COTIDIANO NÃO ERGÓTICO

O artigo do Professor Antônio Delfim Netto publicado na Revista Carta Capital de 13/02/2012 não surpreende pela qualidade, sempre extraordinária. Mas, deve ser destacado e lembrado como uma revolucionária aula de razão e lógica, podendo funcionar inclusive como cirurgia corretora de estrabismo socioeconômico.

O autor toma o homem, para efeito didático, como “um átomo que pensa, que imita, aprende, inova e transmite sua experiência” e, como tal, passível de ser mais bem compreendido sob os fundamentos da teoria da incerteza e do processo evolutivo no espaço-tempo.

Não é comum, mesmo aos bons pensadores, imaginar a condição do homem como ente dinâmico, não estático, sujeito a mutações diversas, inclusive, racionais que terminam por desenquadrá-lo do “ergotismo”. O processo ergótico, regularmente usado como fundamento racional para proposições proféticas, presume um silogismo simples (ou um tanto obtuso!) pelo qual “o presente reproduz o passado e esse antecipa o futuro”. Com sabedoria, Delfim Netto propõe a extirpação desse tumor racional atrasado que prejudica as predições mais criativas. Longe do ergotismo, é possível entender o homem como criatura em permanente mutação, especialmente quanto a sua capacidade de apropriar seletivamente e mobilizar conhecimentos para elaborar novos conceitos, ou, assim sendo, sob o processo racional “não ergótico”.

Para justificar a importância do processo racional “não ergótico” em contraposição ao “ergótico” vale a pena entender um pouco mais sobre o principio da incerteza e a ideia de espaço-tempo, bem como a combinação dessas duas teorias afetando nossa vida, nosso cotidiano.

A teoria da incerteza, inerente a toda medição física, postulada por Karl Heisenberg, em 1927, assegura que (interpretação livre deste autor) tudo aquilo que o homem percebe e julga como estático, não o é. Pode ser, no máximo, de ocorrência modal, isto é, mais comum, mais frequente e de aparência constantemente estática, sendo suas variações desprezadas em favor de generalizações interessadamente enviesadas.

Os adolescentes não querem nem saber dessa teoria, quando dizem: “mãe, deixa-me ir, todos meus amigos vão”! Os corruptos também se valem disso: “todo mundo rouba, eu também vou roubar. É normal!”

Ora, o princípio da incerteza, deriva de fenômeno físico quântico e explica que a partícula subatômica nunca está no mesmo lugar, na mesma órbita. Sua energia varia em diferentes momentos de medição, embora pareça constante, pela maior frequência na posição observada. Isso explica, pois, que “o mais observável, o mais frequente não é absolutamente o verdadeiro”. É apenas uma aparência, a maneira mais frequente de ocorrência.

Transferindo isso para o comportamento humano, o átomo que pensa, que imita etc., temos que pode não ser verdadeiro nem confiável o

comportamento frequentemente observado pelos seres vivos, especialmente pelo ser humano.
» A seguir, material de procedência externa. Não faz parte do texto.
use std::collections::BTreeSet;
use std::io;
use std::process::{Command, Stdio};
use std::str::FromStr;
use std::time::{Duration, SystemTime};

use cubicle_core::HostPath;
use cubicle_core::fs_util::{rmtree, summarize_dir, try_exists, try_iterdir};

use super::{EnvFilesSummary, EnvironmentExists, Runner, RunnerCommand, shell_join};
use crate::error::{Error, Result};
use crate::names::EnvironmentName;
use crate::paths::Paths;

const BASE_IMAGE: &str = "cubicle-base";
const BASE_IMAGE_MAX_AGE: Duration = Duration::from_secs(60 * 60 * 12);

/// The container-sandbox runner, built on Docker. Unlike [`Bubblewrap`],
/// each environment backs a long-lived detached container (`docker run
/// --detach ... sleep 90d`) that's reused across `enter`/`exec` calls and
/// only torn down by `purge`/`reset`.
///
/// [`Bubblewrap`]: super::bubblewrap::Bubblewrap
pub struct Docker {
    home_dirs: HostPath,
    work_dirs: HostPath,
    dockerfile_template: HostPath,
    seccomp_json: HostPath,
    host_home: HostPath,
    user: String,
}

impl Docker {
    pub fn new(paths: &Paths, host_home: HostPath, user: String) -> Self {
        Self {
            home_dirs: paths.home_dirs.clone(),
            work_dirs: paths.work_dirs.clone(),
            dockerfile_template: paths.dockerfile_template(),
            seccomp_json: paths.script_dir.join("seccomp.json"),
            host_home,
            user,
        }
    }

    fn is_running(&self, name: &EnvironmentName) -> Result<bool> {
        let status = Command::new("docker")
            .args(["inspect", "--type", "container", name.as_str()])
            .stdout(Stdio::null())
            .stderr(Stdio::null())
            .status()?;
        Ok(status.success())
    }

    fn base_image_tagged_at(&self) -> SystemTime {
        let output = match Command::new("docker")
            .args([
                "inspect",
                "--type",
                "image",
                "--format",
                "{{ $.Metadata.LastTagTime.Unix }}",
                BASE_IMAGE,
            ])
            .output()
        {
            Ok(output) if output.status.success() => output,
            _ => return SystemTime::UNIX_EPOCH,
        };
        String::from_utf8_lossy(&output.stdout)
            .trim()
            .parse::<u64>()
            .ok()
            .map(|secs| SystemTime::UNIX_EPOCH + Duration::from_secs(secs))
            .unwrap_or(SystemTime::UNIX_EPOCH)
    }

    /// Rebuilds `cubicle-base` if it's missing, stale (older than the
    /// template on disk), or simply over twelve hours old.
    fn build_base(&self) -> Result<()> {
        let tagged_at = self.base_image_tagged_at();
        let template_mtime = std::fs::metadata(self.dockerfile_template.as_path())
            .and_then(|m| m.modified())
            .unwrap_or(SystemTime::now());
        let fresh = tagged_at
            .elapsed()
            .map(|age| age < BASE_IMAGE_MAX_AGE)
            .unwrap_or(false)
            && template_mtime < tagged_at;
        if fresh {
            return Ok(());
        }

        let timezone = std::fs::read_to_string("/etc/timezone").unwrap_or_default();
        let template = std::fs::read_to_string(self.dockerfile_template.as_path())?;
        let dockerfile = template
            .replace("@@TIMEZONE@@", timezone.trim())
            .replace("@@USER@@", &self.user);

        let mut child = Command::new("docker")
            .args(["build", "--tag", BASE_IMAGE, "-"])
            .stdin(Stdio::piped())
            .spawn()?;
        {
            use io::Write;
            child
                .stdin
                .take()
                .expect("piped stdin")
                .write_all(dockerfile.as_bytes())?;
        }
        let status = child.wait()?;
        if !status.success() {
            return Err(Error::ChildFailed("docker build", status));
        }
        Ok(())
    }

    fn spawn(&self, name: &EnvironmentName, host_home: &HostPath, host_work: &HostPath) -> Result<()> {
        let mut command = Command::new("docker");
        command.args(["run", "--detach"]);
        command.arg("--env").arg(format!("SANDBOX={name}"));
        command.arg("--hostname").arg(format!("{name}.{}", nix::unistd::gethostname()
            .ok()
            .and_then(|h| h.into_string().ok())
            .unwrap_or_default()));
        command.arg("--init");
        command.arg("--name").arg(name.as_str());
        command.arg("--rm");
        if try_exists(self.seccomp_json.as_path())? {
            command
                .arg("--security-opt")
                .arg(format!("seccomp={}", self.seccomp_json));
        }
        // The default /dev/shm (64 MiB) is too small for Chromium/Electron guests.
        command.arg("--shm-size").arg("1000000000");
        command.arg("--user").arg(&self.user);
        command.arg("--volume").arg("/tmp/.X11-unix:/tmp/.X11-unix:ro");
        command
            .arg("--volume")
            .arg(format!("{host_home}:{}", self.host_home));
        command
            .arg("--volume")
            .arg(format!("{host_work}:{}", self.host_home.join(name.as_str())));
        command.arg("--workdir").arg(self.host_home.join(name.as_str()).as_path());
        command.arg(BASE_IMAGE);
        command.args(["sleep", "90d"]);

        let status = command.stdout(Stdio::null()).status()?;
        if !status.success() {
            return Err(Error::ChildFailed("docker run", status));
        }
        Ok(())
    }
}

impl Runner for Docker {
    fn create(&self, name: &EnvironmentName) -> Result<()> {
        std::fs::create_dir_all(self.home_dirs.join(name).as_path())?;
        std::fs::create_dir_all(self.work_dirs.join(name).as_path())?;
        Ok(())
    }

    fn exists(&self, name: &EnvironmentName) -> Result<EnvironmentExists> {
        let has_home = try_exists(self.home_dirs.join(name).as_path())?;
        let has_work = try_exists(self.work_dirs.join(name).as_path())?;
        Ok(if has_home && has_work {
            EnvironmentExists::FullyExists
        } else if has_home || has_work {
            EnvironmentExists::PartiallyExists
        } else {
            EnvironmentExists::NoEnvironment
        })
    }

    fn stop(&self, name: &EnvironmentName) -> Result<()> {
        if self.is_running(name)? {
            let status = Command::new("docker")
                .args(["kill", name.as_str()])
                .stdout(Stdio::null())
                .status()?;
            if !status.success() {
                return Err(Error::ChildFailed("docker kill", status));
            }
        }
        Ok(())
    }

    fn list(&self) -> Result<Vec<EnvironmentName>> {
        let mut envs = BTreeSet::new();
        for path in try_iterdir(self.home_dirs.as_path())? {
            if let Some(name) = path.file_name().and_then(|n| n.to_str()) {
                envs.insert(EnvironmentName::from_str(name)?);
            }
        }
        for path in try_iterdir(self.work_dirs.as_path())? {
            if let Some(name) = path.file_name().and_then(|n| n.to_str()) {
                envs.insert(EnvironmentName::from_str(name)?);
            }
        }
        Ok(envs.into_iter().collect())
    }

    fn files_summary(&self, name: &EnvironmentName) -> Result<EnvFilesSummary> {
        let home_dir = self.home_dirs.join(name);
        let home_exists = try_exists(home_dir.as_path())?;
        let home_summary = if home_exists {
            summarize_dir(home_dir.as_path())?
        } else {
            cubicle_core::DirSummary::new_with_errors()
        };

        let work_dir = self.work_dirs.join(name);
        let work_exists = try_exists(work_dir.as_path())?;
        let work_summary = if work_exists {
            summarize_dir(work_dir.as_path())?
        } else {
            cubicle_core::DirSummary::new_with_errors()
        };

        Ok(EnvFilesSummary {
            home_dir_path: home_exists.then_some(home_dir),
            home_dir: home_summary,
            work_dir_path: work_exists.then_some(work_dir),
            work_dir: work_summary,
        })
    }

    fn reset(&self, name: &EnvironmentName) -> Result<()> {
        self.stop(name)?;
        let host_home = self.home_dirs.join(name);
        rmtree(host_home.as_path())?;
        std::fs::create_dir_all(host_home.as_path())?;
        std::fs::create_dir_all(self.work_dirs.join(name).as_path())?;
        Ok(())
    }

    fn purge(&self, name: &EnvironmentName) -> Result<()> {
        self.stop(name)?;
        rmtree(self.home_dirs.join(name).as_path())?;
        rmtree(self.work_dirs.join(name).as_path())
    }

    fn run(&self, name: &EnvironmentName, command: &RunnerCommand) -> Result<()> {
        let host_home = self.home_dirs.join(name);
        let host_work = self.work_dirs.join(name);

        if !self.is_running(name)? {
            self.build_base()?;
            self.spawn(name, &host_home, &host_work)?;
        }

        if let RunnerCommand::Init { seeds, .. } = command {
            if !seeds.is_empty() {
                tracing::info!("copying/extracting seed tarball");
                let mut total_size = 0u64;
                for seed in seeds {
                    total_size += std::fs::metadata(seed.as_path())?.len();
                }
                let mut cat = Command::new("cat")
                    .args(seeds.iter().map(HostPath::as_path))
                    .stdout(Stdio::piped())
                    .spawn()?;
                let stdout = cat.stdout.take().expect("piped stdout");
                let status = Command::new("docker")
                    .args(["exec", "--interactive", name.as_str(), "sh", "-c"])
                    .arg(format!(
                        "pv --interval 0.1 --force --size {total_size} | tar --ignore-zero --directory ~ --extract"
                    ))
                    .stdin(stdout)
                    .status()?;
                let _ = cat.wait();
                if !status.success() {
                    return Err(Error::ChildFailed("docker exec (seed extract)", status));
                }
            }
        }

        if let RunnerCommand::Init { script, .. } = command {
            let status = Command::new("docker")
                .args(["cp", "--archive"])
                .arg(script.as_path())
                .arg(format!("{name}:/cubicle-init.sh"))
                .status()?;
            if !status.success() {
                return Err(Error::ChildFailed("docker cp", status));
            }
        }

        let mut exec = Command::new("docker");
        exec.args(["exec", "--env", "DISPLAY"]);
        exec.arg("--env").arg(format!(
            "PATH={}/bin:/bin:/sbin:/usr/bin:/usr/sbin",
            self.host_home
        ));
        exec.args(["--env", "SHELL", "--env", "TERM", "--env", "USER"]);
        exec.args(["--interactive", "--tty"]);
        exec.arg(name.as_str());
        exec.arg(std::env::var("SHELL").unwrap_or_else(|_| String::from("/bin/sh")));
        exec.arg("-l");
        match command {
            RunnerCommand::Interactive => {}
            RunnerCommand::Init { .. } => {
                exec.arg("-c").arg("/cubicle-init.sh");
            }
            RunnerCommand::Exec(args) => {
                exec.arg("-c").arg(shell_join(args));
            }
        }
        let status = exec.status()?;
        if !status.success() {
            return Err(Error::ChildFailed("docker exec", status));
        }
        Ok(())
    }
}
O estereótipo pode ser apenas uma normalidade vulnerável à variação.

A teoria também descarta qualquer confiabilidade nas peremptórias afirmações do “eu sou”. Segundo a teoria da incerteza, ninguém é, embora possa agir na maioria das vezes de determinada maneira, porém jamais se pode garanti-la refratária a alterações. Mesmo não assumindo explicito fundamento na teoria da incerteza, estão coladas a ela a ciência estatística e a cômica Lei de Murphy, aquela que diz: “se algo pode dar errado, esteja certo, dará”.

Como reforço teórico, o postulado da incerteza ainda conta com a ideia do espaço-tempo, uma nova dimensão física proposta por Einstein e explicitada por Stephen Hawking. Linha racional que considera a constante alteração ou evolução do espaço no decorrer do tempo, levando em conta o deslocamento do universo e, com ele, a terra. Junto com a terra, os lugares e, por fim, a afetação dos objetos por essa dinâmica, criando constantemente um novo endereço para todas as coisas, o espaço-tempo.
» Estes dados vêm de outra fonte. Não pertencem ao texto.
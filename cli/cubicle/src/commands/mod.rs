mod enter;
mod exec;
mod list;
mod new;
mod packages;
mod purge;
mod reset;
mod tmp;

use std::collections::BTreeSet;
use std::str::FromStr;

use anyhow::{Result, anyhow, bail};
use bpaf::Bpaf;
use cubicle_sdk::{Engine, PackageIndex, PackageName};

fn vec_len<T>(x: Vec<T>) -> usize {
    Vec::len(&x)
}

/// `-v`/`-vv`/`-q`, affecting how much `tracing` output reaches stderr.
#[derive(Bpaf, Clone, Copy, Debug)]
pub enum Verbosity {
    Verbose(
        /// Increase logging verbosity; repeat for more detail.
        #[bpaf(short('v'), long("verbose"), req_flag(()), many, map(vec_len))]
        usize,
    ),

    /// Only log errors.
    #[bpaf(short, long)]
    Quiet,
}

impl Default for Verbosity {
    fn default() -> Self {
        Verbosity::Verbose(0)
    }
}

/// Output format shared by `list` and `packages`.
#[derive(Clone, Copy, Debug, Default, Eq, PartialEq)]
pub enum Format {
    #[default]
    Default,
    Json,
    Names,
}

impl FromStr for Format {
    type Err = anyhow::Error;

    fn from_str(s: &str) -> Result<Self> {
        match s {
            "default" => Ok(Self::Default),
            "json" => Ok(Self::Json),
            "names" => Ok(Self::Names),
            other => Err(anyhow!("invalid format {other:?} (expected default, json or names)")),
        }
    }
}

#[derive(Bpaf, Clone, Debug)]
#[bpaf(options, descr("Manage sandboxed development environments"))]
pub struct CubicleCli(#[bpaf(external(cubicle_args))] pub CubicleArgs);

#[derive(Bpaf, Clone, Debug)]
pub struct CubicleArgs {
    #[bpaf(external, fallback(Default::default()))]
    pub verbosity: Verbosity,
    #[bpaf(external(command))]
    pub command: Command,
}

#[derive(Bpaf, Clone, Debug)]
pub enum Command {
    /// Run a shell in an existing environment
    #[bpaf(command)]
    Enter(#[bpaf(external(enter::args))] enter::Args),

    /// Run a command in an existing environment
    #[bpaf(command)]
    Exec(#[bpaf(external(exec::args))] exec::Args),

    /// Show help information
    #[bpaf(command)]
    Help,

    /// Show existing environments
    #[bpaf(command)]
    List(#[bpaf(external(list::args))] list::Args),

    /// Create a new environment
    #[bpaf(command)]
    New(#[bpaf(external(new::args))] new::Args),

    /// Show available packages
    #[bpaf(command)]
    Packages(#[bpaf(external(packages::args))] packages::Args),

    /// Delete an environment and its work directory
    #[bpaf(command)]
    Purge(#[bpaf(external(purge::args))] purge::Args),

    /// Recreate an environment, keeping its work directory
    #[bpaf(command)]
    Reset(#[bpaf(external(reset::args))] reset::Args),

    /// Create and enter a new temporary environment
    #[bpaf(command)]
    Tmp(#[bpaf(external(tmp::args))] tmp::Args),
}

impl Command {
    pub fn handle(self, engine: &Engine) -> Result<()> {
        match self {
            Command::Enter(args) => enter::run(args, engine),
            Command::Exec(args) => exec::run(args, engine),
            Command::Help => {
                display_help();
                Ok(())
            }
            Command::List(args) => list::run(args, engine),
            Command::New(args) => new::run(args, engine),
            Command::Packages(args) => packages::run(args, engine),
            Command::Purge(args) => purge::run(args, engine),
            Command::Reset(args) => reset::run(args, engine),
            Command::Tmp(args) => tmp::run(args, engine),
        }
    }
}

/// Parses a package `SPEC` (`"none"` or a comma-separated list) against the
/// known package index, implicitly unioning in `auto`.
fn parse_package_spec(raw: &str, index: &PackageIndex) -> Result<BTreeSet<PackageName>> {
    if raw == "none" {
        return Ok(BTreeSet::new());
    }

    let mut packages = BTreeSet::new();
    for name in raw.split(',') {
        let name = name.trim();
        if name.is_empty() {
            continue;
        }
        let package =
            PackageName::from_str(name).map_err(|e| anyhow!("invalid package name {name:?}: {e}"))?;
        if index.get(&package).is_err() {
            let options = index.names().map(|n| n.as_str()).collect::<Vec<_>>().join(", ");
            bail!("invalid package {name:?} (use 'none' or comma-separated list from {options})");
        }
        packages.insert(package);
    }
    packages.insert(PackageName::auto());
    Ok(packages)
}

/// `--packages` for `new`/`tmp`: defaults to `default_packages()` when unset.
pub(crate) fn package_spec_or_default(raw: Option<&str>, index: &PackageIndex) -> Result<BTreeSet<PackageName>> {
    match raw {
        Some(raw) => parse_package_spec(raw, index),
        None => Ok(cubicle_sdk::default_packages()),
    }
}

/// `--packages` for `reset`: `None` means "keep whatever `packages.txt` says".
pub(crate) fn optional_package_spec(
    raw: Option<&str>,
    index: &PackageIndex,
) -> Result<Option<BTreeSet<PackageName>>> {
    raw.map(|raw| parse_package_spec(raw, index)).transpose()
}

/// Prints the top-level `--help` text, as if the user had run
/// `cubicle --help`.
fn display_help() {
    let args: Vec<&str> = vec!["--help"];
    match cubicle_cli().run_inner(&*args) {
        Ok(_) => unreachable!("--help always short-circuits parsing"),
        Err(bpaf::ParseFailure::Stdout(doc, _)) => crate::utils::message::plain(doc),
        Err(bpaf::ParseFailure::Stderr(err)) => crate::utils::message::error(err),
        Err(bpaf::ParseFailure::Completion(comp)) => print!("{comp}"),
    }
}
Assim sendo, os objetos, os seres vivos, o homem, enfim, nunca se repetem no mesmo espaço nem no mesmo tempo. Por que se repetiriam em seu comportamento, em sua razão, em suas atitudes? Einstein admitia a possibilidade de se predizer fisicamente o novo espaço-tempo quando afirmou que “Deus não joga dados”, porém, físicos mais contemporâneos preferem admitir a ideia da casualidade e, consequentemente da imprevisibilidade, em favor da teoria da incerteza.

No campo das ciências biológicas, as teorias da incerteza e do espaço-tempo contemplam todos os elementos levados em consideração no processo evolutivo proposto por Darwin: novo ambiente, casualidade e incerteza para se chegar a um diferente ser adaptado a seu novo endereço.